Overview: The Assurance Practices
Availability management, capacity management, and service continuity management are the three assurance practices that work together to ensure services can be delivered at agreed levels—in normal operations (availability), in the future with growing demand (capacity), and in disruption scenarios (continuity). These practices are less visible day-to-day than incident and change management but equally important for audit compliance and for demonstrating management competence to customers. While incident management responds to failures that have already occurred, the assurance practices are proactive—they aim to prevent failures from occurring and ensure recovery if they do.

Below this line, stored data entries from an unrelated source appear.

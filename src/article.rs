//! Daily reading article flow

use anyhow::Result;
use rand::seq::IndexedRandom;
use tracing::warn;

use crate::config::Config;
use crate::generator::{GeminiClient, GeneratorResult};
use crate::report;

/// Generate the daily article for a random configured topic and write the
/// HTML report.
///
/// The article body is required; a failed translation or key-word pass
/// degrades the report instead of aborting it.
pub async fn run_article_session(client: &GeminiClient, config: &Config) -> Result<()> {
    let topic = config
        .topics
        .choose(&mut rand::rng())
        .cloned()
        .ok_or_else(|| anyhow::anyhow!("No topics configured"))?;

    println!("Generating today's article on: {topic}");

    let mut article = match client.article(&topic).await {
        GeneratorResult::Ok(article) => article,
        GeneratorResult::Malformed { error, .. } => {
            anyhow::bail!("Article response did not decode: {error}")
        }
        GeneratorResult::ServiceError { status, detail } => {
            anyhow::bail!("Article generation failed (status {status:?}): {detail}")
        }
    };

    println!("Translating the article...");
    match client.article_translation(&article.content).await {
        GeneratorResult::Ok(translation) => article.translation = translation,
        GeneratorResult::Malformed { error, .. } => {
            warn!("Article translation did not decode: {error}");
            println!("Translation unavailable; the report will show the original only.");
        }
        GeneratorResult::ServiceError { status, detail } => {
            warn!("Article translation failed (status {status:?}): {detail}");
            println!("Translation unavailable; the report will show the original only.");
        }
    }

    println!("Extracting key vocabulary...");
    match client
        .key_words(&article.content, config.article_key_words_count)
        .await
    {
        GeneratorResult::Ok(words) => article.key_words = words,
        GeneratorResult::Malformed { error, .. } => {
            warn!("Key word extraction did not decode: {error}");
        }
        GeneratorResult::ServiceError { status, detail } => {
            warn!("Key word extraction failed (status {status:?}): {detail}");
        }
    }

    let path = report::write_article_report(&config.report_dir(), &article)?;
    println!("Article report generated: {}", path.display());
    Ok(())
}
//! IELTS Trainer - console vocabulary and reading trainer
//!
//! The core loop: fetch candidate vocabulary from the Gemini API, filter
//! out anything used in the recent past, quiz the user on translations,
//! score the answers, and render HTML reports. Everything the user has
//! seen is tracked in a durable usage record so sessions never repeat
//! words or example sentences within the exclusion window.
//!
//! # Example
//!
//! ```ignore
//! use ielts_trainer::generator::GeminiClient;
//! use ielts_trainer::selector::Selector;
//! use ielts_trainer::usage::UsageStore;
//!
//! #[tokio::main]
//! async fn main() -> anyhow::Result<()> {
//!     let client = GeminiClient::new("api-key", "gemini-2.5-flash")?;
//!     let mut store = UsageStore::open("usage_record.json");
//!     let selection = Selector::new(&client, &mut store)
//!         .select_words(20, &["environment".into()], 7)
//!         .await;
//!     println!("{} fresh words", selection.words.len());
//!     Ok(())
//! }
//! ```

pub mod article;
pub mod cli;
pub mod config;
pub mod generator;
pub mod normalize;
pub mod report;
pub mod review;
pub mod selector;
pub mod session;
pub mod text;
pub mod types;
pub mod usage;

// Re-export commonly used types for convenience
pub use config::Config;
pub use generator::GeminiClient;
pub use selector::{Selection, Selector};
pub use types::{Article, VocabularyWord, WordLearningRecord};
pub use usage::{UsageRecord, UsageStore};

/// Library version
pub const VERSION: &str = env!("CARGO_PKG_VERSION");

Implementing Availability Management
Defining Availability
Availability is defined as the percentage of agreed service time during which the service is actually available and performing at acceptable levels. Availability calculation: (Total Service Time – Downtime) / Total Service Time × 100%. Define what counts as downtime: full outage (service completely unavailable), or does degraded performance (service available but performing below acceptable thresholds) also count as downtime? The definition must be clear. Availability must be measured per service, not as an overall aggregate. Different services may have different criticality and therefore different agreed availability targets.
Availability Targets
Availability targets in SLAs are customer-facing commitments. Internal availability monitoring targets should be set higher than SLA commitments to provide a buffer. Example: if the SLA commitment is 99.5% availability, the internal target might be 99.7%. This buffer ensures that even if availability drifts slightly below the internal target, the SLA commitment is still met. Availability targets vary by service criticality. Critical business services might have 99.9% targets; non-critical services might have 95% targets. Availability target setting must be based on what is achievable given your actual infrastructure capability.
Availability Monitoring
Availability monitoring is continuous, automated monitoring that measures whether services are available and performing at acceptable levels. Monitoring approaches: (1) Synthetic monitoring—automated transactions that simulate user activity and confirm the service can process them (e.g., automated user login test, automated transaction submission); (2) Agent-based monitoring—monitoring agents installed on infrastructure report availability data (agent on a server reports "server is up and responding"); (3) SNMP monitoring—infrastructure devices report status via SNMP (network device reports its state). Monitoring must cover all in-scope services and their critical components. Monitoring frequency (how often is availability checked?) affects the precision of availability reporting. Hourly checks capture most outages; more frequent checks (15-minute intervals) catch brief outages that might be missed with hourly checks. Alert thresholds define when availability has degraded enough to warrant action.
Availability Reporting
Monthly availability reports per service are required. Report content: availability percentage achieved in the month, comparison to target, trend analysis (is availability improving or declining?), list of outages (date, duration, reason), SLA achievement (did we meet SLA availability commitments?), and trends (are there repeating patterns?). Availability reports must be prepared and reviewed by the service manager before management review. These reports constitute documented information for audit. Auditors will examine 3–6 months of availability reports to assess whether availability management is functioning.
Availability Improvement
When availability consistently falls below target, an availability improvement plan is required. The improvement plan identifies the root cause of availability problems (is a particular infrastructure component failing repeatedly?), and the improvement actions (infrastructure upgrades, design changes, additional redundancy). Availability improvement actions often generate change records (upgrade a failing component, implement redundancy).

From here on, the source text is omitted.